- _PROVIDED DATA_
• • • • •

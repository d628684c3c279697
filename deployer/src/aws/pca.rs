//! Root Private CA lifecycle via ACM-PCA
//!
//! A fresh CA comes up in PENDING_CERTIFICATE and must be activated by
//! issuing its own root certificate from its CSR and importing it back.

use crate::{aws::resolve, aws::POLL_INTERVAL, error::Error};
use aws_sdk_acmpca::{
    primitives::Blob,
    types::{
        Asn1Subject, CertificateAuthorityConfiguration, CertificateAuthorityStatus,
        CertificateAuthorityType, KeyAlgorithm, SigningAlgorithm, Validity, ValidityPeriodType,
    },
    Client,
};
use std::time::Duration;
use tracing::{debug, info};
use uuid::Uuid;

/// Template used to self-sign the root certificate
const ROOT_CA_TEMPLATE: &str = "arn:aws:acm-pca:::template/RootCACertificate/V1";

/// Root certificate validity in years
const ROOT_VALIDITY_YEARS: i64 = 10;

/// How long to wait for CA state transitions and certificate issuance
const CA_TIMEOUT: Duration = Duration::from_secs(10 * 60);

/// Returns the CA status string
async fn ca_status(client: &Client, arn: &str) -> Result<String, Error> {
    let resp = client
        .describe_certificate_authority()
        .certificate_authority_arn(arn)
        .send()
        .await
        .map_err(|e| Error::AwsAcmPca {
            operation: "DescribeCertificateAuthority",
            source: Box::new(aws_sdk_acmpca::Error::from(e.into_service_error())),
        })?;
    Ok(resp
        .certificate_authority()
        .and_then(|ca| ca.status())
        .map(|s| s.as_str().to_string())
        .unwrap_or_default())
}

async fn wait_ca_status(client: &Client, arn: &str, expected: &str) -> Result<(), Error> {
    let mut interval = tokio::time::interval(POLL_INTERVAL);
    let start = std::time::Instant::now();
    loop {
        interval.tick().await;
        if start.elapsed() > CA_TIMEOUT {
            return Err(Error::WaitTimeout {
                what: format!("certificate authority {arn} to reach {expected}"),
            });
        }
        let status = ca_status(client, arn).await?;
        if status == expected {
            return Ok(());
        }
        debug!(arn, status = status.as_str(), expected, "CA not ready");
    }
}

/// Fetches the CA's CSR, retrying while generation is in progress
async fn ca_csr(client: &Client, arn: &str) -> Result<String, Error> {
    let mut interval = tokio::time::interval(POLL_INTERVAL);
    let start = std::time::Instant::now();
    loop {
        interval.tick().await;
        if start.elapsed() > CA_TIMEOUT {
            return Err(Error::WaitTimeout {
                what: format!("CSR of certificate authority {arn}"),
            });
        }
        match client
            .get_certificate_authority_csr()
            .certificate_authority_arn(arn)
            .send()
            .await
        {
            Ok(resp) => {
                if let Some(csr) = resp.csr() {
                    return Ok(csr.to_string());
                }
            }
            Err(e) => {
                let service_err = e.into_service_error();
                if !service_err.is_request_in_progress_exception() {
                    return Err(Error::AwsAcmPca {
                        operation: "GetCertificateAuthorityCsr",
                        source: Box::new(aws_sdk_acmpca::Error::from(service_err)),
                    });
                }
                debug!(arn, "CSR not ready yet");
            }
        }
    }
}

/// Self-signs the root certificate from the CA's CSR and imports it back,
/// moving the CA from PENDING_CERTIFICATE to ACTIVE
async fn activate_ca(client: &Client, arn: &str) -> Result<(), Error> {
    let csr = ca_csr(client, arn).await?;
    let issued = client
        .issue_certificate()
        .certificate_authority_arn(arn)
        .csr(Blob::new(csr.into_bytes()))
        .signing_algorithm(SigningAlgorithm::Sha256Withrsa)
        .template_arn(ROOT_CA_TEMPLATE)
        .validity(
            Validity::builder()
                .value(ROOT_VALIDITY_YEARS)
                .r#type(ValidityPeriodType::Years)
                .build()
                ?,
        )
        .idempotency_token(Uuid::new_v4().simple().to_string())
        .send()
        .await
        .map_err(|e| Error::AwsAcmPca {
            operation: "IssueCertificate",
            source: Box::new(aws_sdk_acmpca::Error::from(e.into_service_error())),
        })?;
    let certificate_arn = issued.certificate_arn().ok_or(Error::ResourceNotFound {
        what: "issued root certificate ARN".to_string(),
    })?;

    // The certificate takes a moment to issue
    let mut interval = tokio::time::interval(POLL_INTERVAL);
    let start = std::time::Instant::now();
    let certificate = loop {
        interval.tick().await;
        if start.elapsed() > CA_TIMEOUT {
            return Err(Error::WaitTimeout {
                what: format!("root certificate {certificate_arn}"),
            });
        }
        match client
            .get_certificate()
            .certificate_authority_arn(arn)
            .certificate_arn(certificate_arn)
            .send()
            .await
        {
            Ok(resp) => {
                if let Some(certificate) = resp.certificate() {
                    break certificate.to_string();
                }
            }
            Err(e) => {
                let service_err = e.into_service_error();
                if !service_err.is_request_in_progress_exception() {
                    return Err(Error::AwsAcmPca {
                        operation: "GetCertificate",
                        source: Box::new(aws_sdk_acmpca::Error::from(service_err)),
                    });
                }
                debug!(arn, "root certificate not issued yet");
            }
        }
    };

    client
        .import_certificate_authority_certificate()
        .certificate_authority_arn(arn)
        .certificate(Blob::new(certificate.into_bytes()))
        .send()
        .await
        .map_err(|e| Error::AwsAcmPca {
            operation: "ImportCertificateAuthorityCertificate",
            source: Box::new(aws_sdk_acmpca::Error::from(e.into_service_error())),
        })?;
    wait_ca_status(client, arn, "ACTIVE").await?;
    info!(arn, "certificate authority active");
    Ok(())
}

/// Finds or creates the root CA with the given subject, returning its ARN.
/// An existing ACTIVE CA is reused as-is; a half-created one is activated.
pub async fn ensure_root_ca(
    client: &Client,
    common_name: &str,
    organization: &str,
) -> Result<String, Error> {
    if let Some((arn, status)) = resolve::find_certificate_authority(client, common_name).await? {
        match status.as_str() {
            "ACTIVE" => {
                info!(arn = arn.as_str(), "certificate authority already active");
                return Ok(arn);
            }
            "PENDING_CERTIFICATE" => {
                info!(arn = arn.as_str(), "activating existing certificate authority");
                activate_ca(client, &arn).await?;
                return Ok(arn);
            }
            "DISABLED" => {
                info!(arn = arn.as_str(), "re-enabling certificate authority");
                client
                    .update_certificate_authority()
                    .certificate_authority_arn(&arn)
                    .status(CertificateAuthorityStatus::Active)
                    .send()
                    .await
                    .map_err(|e| Error::AwsAcmPca {
                        operation: "UpdateCertificateAuthority",
                        source: Box::new(aws_sdk_acmpca::Error::from(e.into_service_error())),
                    })?;
                wait_ca_status(client, &arn, "ACTIVE").await?;
                return Ok(arn);
            }
            "CREATING" => {
                wait_ca_status(client, &arn, "PENDING_CERTIFICATE").await?;
                activate_ca(client, &arn).await?;
                return Ok(arn);
            }
            other => {
                return Err(Error::ResourceNotFound {
                    what: format!("usable certificate authority {common_name} (status {other})"),
                });
            }
        }
    }

    info!(common_name, "creating certificate authority");
    let created = client
        .create_certificate_authority()
        .certificate_authority_configuration(
            CertificateAuthorityConfiguration::builder()
                .key_algorithm(KeyAlgorithm::Rsa2048)
                .signing_algorithm(SigningAlgorithm::Sha256Withrsa)
                .subject(
                    Asn1Subject::builder()
                        .common_name(common_name)
                        .organization(organization)
                        .build(),
                )
                .build()
                ?,
        )
        .certificate_authority_type(CertificateAuthorityType::Root)
        .idempotency_token(Uuid::new_v4().simple().to_string())
        .send()
        .await
        .map_err(|e| Error::AwsAcmPca {
            operation: "CreateCertificateAuthority",
            source: Box::new(aws_sdk_acmpca::Error::from(e.into_service_error())),
        })?;
    let arn = created
        .certificate_authority_arn()
        .ok_or(Error::ResourceNotFound {
            what: "created certificate authority ARN".to_string(),
        })?
        .to_string();

    wait_ca_status(client, &arn, "PENDING_CERTIFICATE").await?;
    activate_ca(client, &arn).await?;
    Ok(arn)
}

/// Disables and schedules deletion of the CA; an absent CA is a no-op
pub async fn disable_and_delete_ca(client: &Client, common_name: &str) -> Result<(), Error> {
    let Some((arn, status)) = resolve::find_certificate_authority(client, common_name).await?
    else {
        info!(common_name, "certificate authority does not exist, nothing to delete");
        return Ok(());
    };

    if status == "ACTIVE" {
        client
            .update_certificate_authority()
            .certificate_authority_arn(&arn)
            .status(CertificateAuthorityStatus::Disabled)
            .send()
            .await
            .map_err(|e| Error::AwsAcmPca {
                operation: "UpdateCertificateAuthority",
                source: Box::new(aws_sdk_acmpca::Error::from(e.into_service_error())),
            })?;
        debug!(arn = arn.as_str(), "disabled certificate authority");
    }

    let result = client
        .delete_certificate_authority()
        .certificate_authority_arn(&arn)
        .permanent_deletion_time_in_days(7)
        .send()
        .await;
    match result {
        Ok(_) => {
            info!(arn = arn.as_str(), "certificate authority scheduled for deletion");
            Ok(())
        }
        Err(e) => {
            let service_err = e.into_service_error();
            if service_err.is_resource_not_found_exception() {
                info!(arn = arn.as_str(), "certificate authority already gone");
                Ok(())
            } else {
                Err(Error::AwsAcmPca {
                    operation: "DeleteCertificateAuthority",
                    source: Box::new(aws_sdk_acmpca::Error::from(service_err)),
                })
            }
        }
    }
}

• • • • •

- _TASK INSTRUCTIONS_
Look over the records above and say how many lines hold the word "const", giving the number alone.

- _RESPONSE TO THE EXERCISE_
3